Why do "const inout" and "const inout shared" exist?
Stefan Koch via Digitalmars-d
digitalmars-d at puremagic.com
Sat Jul 1 18:22:05 PDT 2017
On Saturday, 1 July 2017 at 23:08:40 UTC, Andrei Alexandrescu
wrote:
> On 07/01/2017 06:12 PM, Timon Gehr wrote:
>> On 01.07.2017 23:47, Andrei Alexandrescu wrote:
>>> Walter looked at http://erdani.com/conversions.svg and said
>>> actually "const inout" and "const inout shared" should not
>>> exist as distinct qualifier groups, leading to the simplified
>>> qualifier hierarcy in
>>> http://erdani.com/conversions-simplified.svg.
>>>
>>> Are we missing something?
>>
>> I don't think so.
>>
>>> Is there a need for combining const and inout?
>>> ...
>>
>> In DMD's implementation, yes. (Combinations of qualifiers are
>> represented as integers instead of nested AST nodes.)
>>
>> const(const(T)) = const(T)
>> const(immutable(T)) = immutable(T)
>> const(inout(T)) = ?
>>
>> It used to be the case that const(inout(T)) = const(T), but
>> this is wrong, because if we replace 'inout' by 'immutable',
>> the result should be immutable(T), not const(T). Hence
>> const(inout(T)) cannot be reduced further.
>>
>> The simplified hierarchy is enough though. The more complex
>> one can be derived from it. Since S -> const(S) for all S, it
>> directly follows that inout(T) -> const(inout(T)) for all T
>> (we can choose S=inout(T)).
>
> Thanks! Well I do want to have a hierarchy with all possible
> qualifier combinations for utmost clarity.

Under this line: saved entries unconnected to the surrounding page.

impl<P: SessionProtocol, S: Store> Session<P, S> {
    pub fn new(protocol: Arc<P>, store: S, services: Arc<Services>) -> Self {
        Self {
            protocol,
            store,
            services,
            uid: None,
            head_raw: Bytes::new(),
            head_pack: ObserverPacket::new(),
            image: ImageTransfer::new(),
            command_seq: 0,
        }
    }

    pub fn uid(&self) -> Option<&str> {
        self.uid.as_deref()
    }

    /// Drives the connection until the peer closes or the transport breaks.
    pub async fn run<T>(&mut self, stream: &mut T)
    where
        T: AsyncRead + AsyncWrite + Unpin + Send,
    {
        loop {
            match self.recv_burst(stream).await {
                Ok(Burst::Closed) => {
                    debug!(uid = ?self.uid, "peer closed the connection");
                    break;
                }
                Ok(Burst::Data(data)) => {
                    if let Err(e) = self.process_data(&data, stream).await {
                        error!(uid = ?self.uid, error = %e, "session aborted");
                        break;
                    }
                }
                Err(e) => {
                    error!(uid = ?self.uid, error = %e, "receive failed");
                    break;
                }
            }
        }
        self.release();
    }

    /// Reads one dispatch burst: chunks of up to `socket_packet_length`
    /// until a short read. A timeout with nothing received closes the
    /// session; a timeout after data ends the burst only.
    async fn recv_burst<T>(&mut self, stream: &mut T) -> Result<Burst>
    where
        T: AsyncRead + Unpin + Send,
    {
        let chunk_len = self.services.socket_packet_length;
        let mut total = Vec::new();
        let mut chunk = vec![0u8; chunk_len];
        loop {
            match timeout(self.services.socket_timeout, stream.read(&mut chunk)).await {
                Err(_elapsed) => {
                    if total.is_empty() {
                        return Ok(Burst::Closed);
                    }
                    break;
                }
                Ok(Ok(0)) => {
                    if total.is_empty() {
                        return Ok(Burst::Closed);
                    }
                    break;
                }
                Ok(Ok(n)) => {
                    total.extend_from_slice(&chunk[..n]);
                    if n < chunk_len {
                        break;
                    }
                }
                Ok(Err(e)) => return Err(e.into()),
            }
        }
        Ok(Burst::Data(total))
    }

    /// One burst: split into frames, handle each strictly in arrival order,
    /// then drain at most one pending command for this uid.
    async fn process_data<T>(&mut self, data: &[u8], stream: &mut T) -> Result<()>
    where
        T: AsyncRead + AsyncWrite + Unpin + Send,
    {
        let frames = match self.protocol.frames(data) {
            Ok(frames) => frames,
            Err(e) => {
                // device will resend or reconnect; the connection survives
                warn!(uid = ?self.uid, error = %e, "burst discarded");
                return Ok(());
            }
        };
        for frame in &frames {
            match self.process_frame(frame, stream).await {
                Ok(()) => {}
                Err(Error::UnidentifiedSession) => {
                    warn!("data frame before header, dropped");
                }
                Err(e @ Error::Transport(_)) => return Err(e),
                Err(e) => warn!(uid = ?self.uid, error = %e, "frame failed"),
            }
        }
        self.process_pending_commands(stream).await
    }

    async fn process_frame<T>(&mut self, frame: &P::Frame, stream: &mut T) -> Result<()>
    where
        T: AsyncRead + AsyncWrite + Unpin + Send,
    {
        if let Some(uid) = self.protocol.uid_of(frame) {
            if self.uid.is_none() {
                info!(%uid, protocol = self.protocol.alias(), "session identified");
            }
            self.uid = Some(uid.clone());
            self.head_raw = self.protocol.raw(frame);
            self.head_pack.uid = Some(uid);
            if self.protocol.header_only(frame) {
                self.send_ack(frame, stream).await?;
                return Ok(());
            }
        }
        let Some(uid) = self.uid.clone() else {
            return Err(Error::UnidentifiedSession);
        };

        if let Some(blob) = self.services.devices.pending_config(&uid) {
            match self.configure(&uid, &blob, stream).await {
                Ok(()) => {
                    info!(%uid, "device accepted configuration");
                    self.services.devices.clear_pending_config(&uid);
                }
                Err(e @ Error::Transport(_)) => return Err(e),
                Err(e) => {
                    // blob stays pending; the next frame retries
                    warn!(%uid, error = %e, "configuration handshake failed");
                }
            }
        }

        self.send_ack(frame, stream).await?;

        if let Some((partition, chunk)) = self.protocol.image_chunk(frame) {
            let frame_raw = self.protocol.raw(frame);
            self.receive_image(&uid, partition, chunk, frame_raw).await;
            return Ok(());
        }

        if let Some(data) = self.protocol.command_reply(frame) {
            debug!(%uid, "command reply received");
            self.services.broker.send_answer(&uid, data).await;
            return Ok(());
        }

        let mut packets = self.protocol.translate(frame);
        for packet in &packets {
            if packet.uid2.is_some() && self.head_pack.uid2.is_none() {
                self.head_pack.uid2 = packet.uid2.clone();
            }
        }
        packets.retain(|p| p.has_payload());
        for packet in &mut packets {
            packet.merge_head(&self.head_pack);
        }
        if packets.is_empty() {
            return Ok(());
        }
        self.forward(&uid, self.protocol.raw(frame), &packets).await;
        Ok(())
    }

    async fn send_ack<T>(&self, frame: &P::Frame, stream: &mut T) -> Result<()>
    where
        T: AsyncWrite + Unpin + Send,
    {
        if let Some(ack) = self.protocol.ack_for(frame) {
            stream.write_all(&ack).await?;
        }
        Ok(())
    }

    /// Pushes the pending configuration blob and waits for the device echo.
    async fn configure<T>(&self, uid: &str, blob: &[u8], stream: &mut T) -> Result<()>
    where
        T: AsyncRead + AsyncWrite + Unpin + Send,
    {
        stream.write_all(blob).await?;
        debug!(%uid, bytes = blob.len(), "configuration sent, awaiting echo");
        let mut reply = vec![0u8; self.services.socket_packet_length];
        let n = timeout(self.services.socket_timeout, stream.read(&mut reply))
            .await
            .map_err(|_| Error::Timeout)??;
        if self.protocol.config_answer_ok(blob, &reply[..n]) {
            Ok(())
        } else {
            Err(Error::ConfigHandshakeFailed)
        }
    }

    async fn receive_image(&mut self, uid: &str, partition: u8, chunk: Bytes, frame_raw: Bytes) {
        match self.image.push(partition, chunk) {
            Ok(ImageProgress::InProgress) => {
                debug!(%uid, partition, "image chunk stored");
            }
            Ok(ImageProgress::Complete(data)) => {
                info!(%uid, bytes = data.len(), "image transfer complete");
                let mut packet = ObserverPacket::new();
                packet.uid = Some(uid.to_string());
                packet.time = Some(observer::format_time(chrono::Utc::now()));
                packet.images = Some(vec![ImageRecord {
                    mime: "image/jpeg".to_string(),
                    content: BASE64.encode(&data),
                }]);
                self.forward(uid, frame_raw, &[packet]).await;
            }
            Err(e) => {
                // discard, never publish a partial image
                warn!(%uid, error = %e, "image transfer aborted");
            }
        }
    }

    /// Forwards one batch; on downstream failure the raw wire bytes go to
    /// the spool keyed by uid.
    async fn forward(&self, uid: &str, frame_raw: Bytes, packets: &[ObserverPacket]) {
        let result = self.store.send(packets).await;
        if result.is_success() {
            debug!(%uid, count = packets.len(), "batch forwarded");
            return;
        }
        error!(%uid, errors = ?result.errors, "store rejected batch, spooling");
        let mut raw = self.head_raw.to_vec();
        raw.extend_from_slice(&frame_raw);
        let key = if uid.is_empty() { UNKNOWN_UID } else { uid };
        self.services.spool.save(key, &raw).await;
    }

    /// Opportunistic drain: the in-process map first, then one message from
    /// the per-uid queue with a one-second window.
    async fn process_pending_commands<T>(&mut self, stream: &mut T) -> Result<()>
    where
        T: AsyncRead + AsyncWrite + Unpin + Send,
    {
        let Some(uid) = self.uid.clone() else {
            return Ok(());
        };
        if self.image.is_active() {
            return Ok(());
        }
        let command = match self.services.broker.command_for(&uid) {
            Some(command) => Some(command),
            None => self.services.broker.poll_command(&uid).await,
        };
        if let Some(command) = command {
            self.execute_command(command, stream).await?;
        }
        Ok(())
    }

    async fn execute_command<T>(&mut self, command: CommandRecord, stream: &mut T) -> Result<()>
    where
        T: AsyncWrite + Unpin + Send,
    {
        let uid = command.uid.clone();
        info!(%uid, action = %command.action, "executing command");
        match commands::lookup(&command.action) {
            Err(e) => {
                warn!(%uid, error = %e, "command rejected");
                self.services.broker.send_error(&uid, e.to_string()).await;
            }
            Ok(CommandKind::Format) => {
                match format_command(self.protocol.as_ref(), &self.services, &command).await {
                    Ok(data) => self.services.broker.send_answer(&uid, data).await,
                    Err(e) => self.services.broker.send_error(&uid, e.to_string()).await,
                }
            }
            Ok(CommandKind::ReadSettings) | Ok(CommandKind::SetOption) => {
                // close the task so the observer side is not left hanging
                if let Err(e) = self.services.pipe.close_task(&command.guid, None).await {
                    warn!(%uid, error = %e, "task close failed");
                }
                self.services
                    .broker
                    .send_error(&uid, format!("{} is not supported here", command.action))
                    .await;
            }
            Ok(kind @ (CommandKind::Execute | CommandKind::Device)) => {
                self.command_seq = self.command_seq.wrapping_add(1);
                let issue = CommandIssue {
                    action: &command.action,
                    value: command.value.as_ref(),
                    head: &self.head_pack,
                    sequence: self.command_seq,
                };
                match self.protocol.command_bytes(&issue) {
                    Ok(Some(bytes)) => {
                        stream.write_all(&bytes).await?;
                        if kind == CommandKind::Device {
                            // success is reported when the reply frame
                            // re-enters the dispatch loop
                            debug!(%uid, "command written, awaiting device reply");
                        } else {
                            self.services.broker.send_answer(&uid, String::new()).await;
                        }
                    }
                    Ok(None) => {
                        self.services
                            .broker
                            .send_error(
                                &uid,
                                format!("{} is not supported by {}", command.action,
                                    self.protocol.alias()),
                            )
                            .await;
                    }
                    Err(e) => {
                        self.services.broker.send_error(&uid, e.to_string()).await;
                    }
                }
            }
        }
        Ok(())
    }

    /// Deterministic teardown on peer close.
    fn release(&mut self) {
        if let Some(uid) = &self.uid {
            self.services.broker.remove_command(uid);
        }
        self.image.clear();
        self.head_raw = Bytes::new();
        self.head_pack = ObserverPacket::new();
        self.uid = None;
    }
}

Only the
> combinations listed are valid, e.g. there's no "immutable
> inout" or whatever.
>
> Vaguely related question: should "const" convert implicitly to
> "const shared"? The intuition is that the latter offers even
> less guarantees than the former so it's the more general type.
> See http://erdani.com/conversions3.svg.
>
> That would be nice because we have "const shared" as the unique
> root of the qualifier hierarchy.
>
>
> Andrei
I cannot think so a single time I ever used const inout.